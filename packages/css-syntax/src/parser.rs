use crate::syntax_tree::{Multiplier, SyntaxKind, SyntaxNode};
use crate::tokenizer::{tokenize, SyntaxToken};
use std::ops::Range;
use webwriter_parser::{Location, ParseError, ParseResult, Quantifier};

const TERM_EXPECTED: &[&str] = &[
    "keyword",
    "data type",
    "property reference",
    "literal",
    "function",
    "'['",
];

/// Recursive descent parser for CSS value definitions
///
/// Precedence from loosest to tightest: `|`, `||`, `&&`, juxtaposition.
pub struct SyntaxParser<'src> {
    source: &'src str,
    tokens: Vec<(SyntaxToken<'src>, Range<usize>)>,
    pos: usize,
}

impl<'src> SyntaxParser<'src> {
    pub fn new(source: &'src str) -> ParseResult<Self> {
        let tokens = tokenize(source).map_err(|span| {
            ParseError::syntax(
                TERM_EXPECTED.iter().map(|s| s.to_string()).collect(),
                format!("'{}'", &source[span.clone()]),
                Location::from_span(source, span),
            )
        })?;
        Ok(Self {
            source,
            tokens,
            pos: 0,
        })
    }

    pub fn parse(&mut self) -> ParseResult<SyntaxNode> {
        let root = self.parse_alternation()?;
        if !self.is_at_end() {
            let mut expected = vec!["'|'", "'||'", "'&&'"];
            expected.extend_from_slice(TERM_EXPECTED);
            return Err(self.error_here(&expected));
        }
        Ok(root)
    }

    fn parse_alternation(&mut self) -> ParseResult<SyntaxNode> {
        self.parse_combined(SyntaxToken::Bar, SyntaxKind::Alternation, Self::parse_subset)
    }

    fn parse_subset(&mut self) -> ParseResult<SyntaxNode> {
        self.parse_combined(
            SyntaxToken::DoubleBar,
            SyntaxKind::Subset,
            Self::parse_unordered,
        )
    }

    fn parse_unordered(&mut self) -> ParseResult<SyntaxNode> {
        self.parse_combined(
            SyntaxToken::DoubleAmpersand,
            SyntaxKind::UnorderedSequence,
            Self::parse_sequence,
        )
    }

    /// `operand (combinator operand)*`, collapsed to the operand when alone
    fn parse_combined(
        &mut self,
        combinator: SyntaxToken,
        kind: SyntaxKind,
        operand: fn(&mut Self) -> ParseResult<SyntaxNode>,
    ) -> ParseResult<SyntaxNode> {
        let first = operand(self)?;
        if !self.check(combinator) {
            return Ok(first);
        }

        let mut children = vec![first];
        while self.match_token(combinator) {
            children.push(operand(self)?);
        }
        let span = Self::cover(&children);
        Ok(SyntaxNode::new(kind, span).with_children(children))
    }

    /// Juxtaposed components
    fn parse_sequence(&mut self) -> ParseResult<SyntaxNode> {
        let mut children = vec![self.parse_component()?];
        while self.starts_term() {
            children.push(self.parse_component()?);
        }

        if children.len() == 1 {
            return Ok(children.remove(0));
        }
        let span = Self::cover(&children);
        Ok(SyntaxNode::new(SyntaxKind::OrderedSequence, span).with_children(children))
    }

    /// A term and its multipliers. A second multiplier, as in `<a>+#`, applies
    /// to the already multiplied term, so the term is wrapped in a group.
    fn parse_component(&mut self) -> ParseResult<SyntaxNode> {
        let mut node = self.parse_term()?;
        if self.peek_token().is_some_and(|t| t.is_multiplier()) {
            node.multiplier = self.parse_multiplier()?;
            node.span.end = self.last_end();
        }

        while self.peek_token().is_some_and(|t| t.is_multiplier()) {
            let start = node.span.start;
            let multiplier = self.parse_multiplier()?;
            let mut group = SyntaxNode::new(SyntaxKind::Group, start..self.last_end())
                .with_children(vec![node]);
            group.multiplier = multiplier;
            node = group;
        }
        Ok(node)
    }

    fn parse_term(&mut self) -> ParseResult<SyntaxNode> {
        let Some((token, span)) = self.peek().cloned() else {
            return Err(self.error_here(TERM_EXPECTED));
        };

        match token {
            SyntaxToken::LBracket => {
                self.advance();
                let inner = self.parse_alternation()?;
                self.expect(SyntaxToken::RBracket)?;
                Ok(SyntaxNode::new(SyntaxKind::Group, span.start..self.last_end())
                    .with_children(vec![inner]))
            }
            SyntaxToken::Function(name) => {
                self.advance();
                let children = if self.check(SyntaxToken::RParen) {
                    Vec::new()
                } else {
                    vec![self.parse_alternation()?]
                };
                self.expect(SyntaxToken::RParen)?;
                Ok(
                    SyntaxNode::new(SyntaxKind::FunctionCall, span.start..self.last_end())
                        .with_name(name)
                        .with_children(children),
                )
            }
            SyntaxToken::DataType(text) => {
                self.advance();
                Ok(SyntaxNode::new(SyntaxKind::DataType, span).with_name(&text[1..text.len() - 1]))
            }
            SyntaxToken::PropertyReference(text) => {
                self.advance();
                Ok(SyntaxNode::new(SyntaxKind::PropertyReference, span)
                    .with_name(&text[2..text.len() - 2]))
            }
            SyntaxToken::Keyword(name) => {
                self.advance();
                Ok(SyntaxNode::new(SyntaxKind::Literal, span).with_name(name))
            }
            SyntaxToken::Quoted(text) => {
                self.advance();
                Ok(SyntaxNode::new(SyntaxKind::String, span).with_name(&text[1..text.len() - 1]))
            }
            SyntaxToken::Comma => {
                self.advance();
                Ok(SyntaxNode::new(SyntaxKind::Literal, span).with_name(","))
            }
            SyntaxToken::Delim(delim) => {
                self.advance();
                Ok(SyntaxNode::new(SyntaxKind::Literal, span).with_name(delim))
            }
            _ => Err(self.error_here(TERM_EXPECTED)),
        }
    }

    /// `*` `+` `?` `{n}` `{n,}` `{n,m}` `#` `#{..}`, optionally followed by `!`
    fn parse_multiplier(&mut self) -> ParseResult<Multiplier> {
        let mut multiplier = Multiplier::default();
        match self.peek_token() {
            Some(SyntaxToken::Hash) => {
                self.advance();
                multiplier.separator = Some(',');
                multiplier.quantifier = if self.check(SyntaxToken::LBrace) {
                    self.parse_range()?
                } else {
                    Quantifier::ONE_OR_MORE
                };
            }
            Some(SyntaxToken::Star) => {
                self.advance();
                multiplier.quantifier = Quantifier::ZERO_OR_MORE;
            }
            Some(SyntaxToken::Plus) => {
                self.advance();
                multiplier.quantifier = Quantifier::ONE_OR_MORE;
            }
            Some(SyntaxToken::Question) => {
                self.advance();
                multiplier.quantifier = Quantifier::ZERO_OR_ONE;
            }
            Some(SyntaxToken::LBrace) => {
                multiplier.quantifier = self.parse_range()?;
            }
            _ => {}
        }

        if self.match_token(SyntaxToken::Bang) {
            multiplier.required = true;
        }
        Ok(multiplier)
    }

    fn parse_range(&mut self) -> ParseResult<Quantifier> {
        let start = self.peek_span().start;
        self.expect(SyntaxToken::LBrace)?;
        let min = self.expect_number()?;
        let quantifier = if self.match_token(SyntaxToken::Comma) {
            if self.check(SyntaxToken::RBrace) {
                Quantifier::at_least(min)
            } else {
                let max = self.expect_number()?;
                let end = self.peek_span().end;
                Quantifier::bounded(min, max).ok_or_else(|| {
                    ParseError::quantifier_range(
                        min,
                        max,
                        Location::from_span(self.source, start..end),
                    )
                })?
            }
        } else {
            Quantifier::exactly(min)
        };
        self.expect(SyntaxToken::RBrace)?;
        Ok(quantifier)
    }

    fn expect_number(&mut self) -> ParseResult<u32> {
        match self.peek().cloned() {
            Some((SyntaxToken::Number(digits), span)) => {
                self.advance();
                digits.parse::<u32>().map_err(|_| {
                    ParseError::invalid_syntax(
                        Location::from_span(self.source, span),
                        format!("multiplier bound {} is too large", digits),
                    )
                })
            }
            _ => Err(self.error_here(&["number"])),
        }
    }

    fn starts_term(&self) -> bool {
        matches!(
            self.peek_token(),
            Some(
                SyntaxToken::LBracket
                    | SyntaxToken::Function(_)
                    | SyntaxToken::DataType(_)
                    | SyntaxToken::PropertyReference(_)
                    | SyntaxToken::Keyword(_)
                    | SyntaxToken::Quoted(_)
                    | SyntaxToken::Comma
                    | SyntaxToken::Delim(_)
            )
        )
    }

    fn cover(children: &[SyntaxNode]) -> Range<usize> {
        let start = children.first().map(|c| c.span.start).unwrap_or(0);
        let end = children.last().map(|c| c.span.end).unwrap_or(start);
        start..end
    }

    fn error_here(&self, expected: &[&str]) -> ParseError {
        let found = match self.peek_token() {
            Some(token) => token.to_string(),
            None => "end of input".to_string(),
        };
        ParseError::syntax(
            expected.iter().map(|s| s.to_string()).collect(),
            found,
            Location::from_span(self.source, self.peek_span()),
        )
    }

    // Helper methods

    fn peek(&self) -> Option<&(SyntaxToken<'src>, Range<usize>)> {
        self.tokens.get(self.pos)
    }

    fn peek_token(&self) -> Option<SyntaxToken<'src>> {
        self.peek().map(|(t, _)| *t)
    }

    fn advance(&mut self) {
        self.pos += 1;
    }

    fn is_at_end(&self) -> bool {
        self.pos >= self.tokens.len()
    }

    fn check(&self, token: SyntaxToken) -> bool {
        if let Some((t, _)) = self.peek() {
            std::mem::discriminant(t) == std::mem::discriminant(&token)
        } else {
            false
        }
    }

    fn match_token(&mut self, token: SyntaxToken) -> bool {
        if self.check(token) {
            self.advance();
            true
        } else {
            false
        }
    }

    fn expect(&mut self, token: SyntaxToken) -> ParseResult<()> {
        if self.check(token) {
            self.advance();
            Ok(())
        } else {
            Err(self.error_here(&[&token.to_string()]))
        }
    }

    fn peek_span(&self) -> Range<usize> {
        self.tokens
            .get(self.pos)
            .map(|(_, span)| span.clone())
            .unwrap_or_else(|| self.source.len()..self.source.len())
    }

    fn last_end(&self) -> usize {
        self.pos
            .checked_sub(1)
            .and_then(|i| self.tokens.get(i))
            .map(|(_, span)| span.end)
            .unwrap_or(0)
    }
}

/// Parse value definition syntax into its concrete syntax tree
pub fn parse_syntax(source: &str) -> ParseResult<SyntaxNode> {
    SyntaxParser::new(source)?.parse()
}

= = = = =

» **What the task asks**
Look above for every line with the word "ParseError" and copy it.

» **Output of the exercise**
use webwriter_parser::{Location, ParseError, ParseResult, Quantifier};
            ParseError::syntax(
                    ParseError::quantifier_range(
                    ParseError::invalid_syntax(
    fn error_here(&self, expected: &[&str]) -> ParseError {
        ParseError::syntax(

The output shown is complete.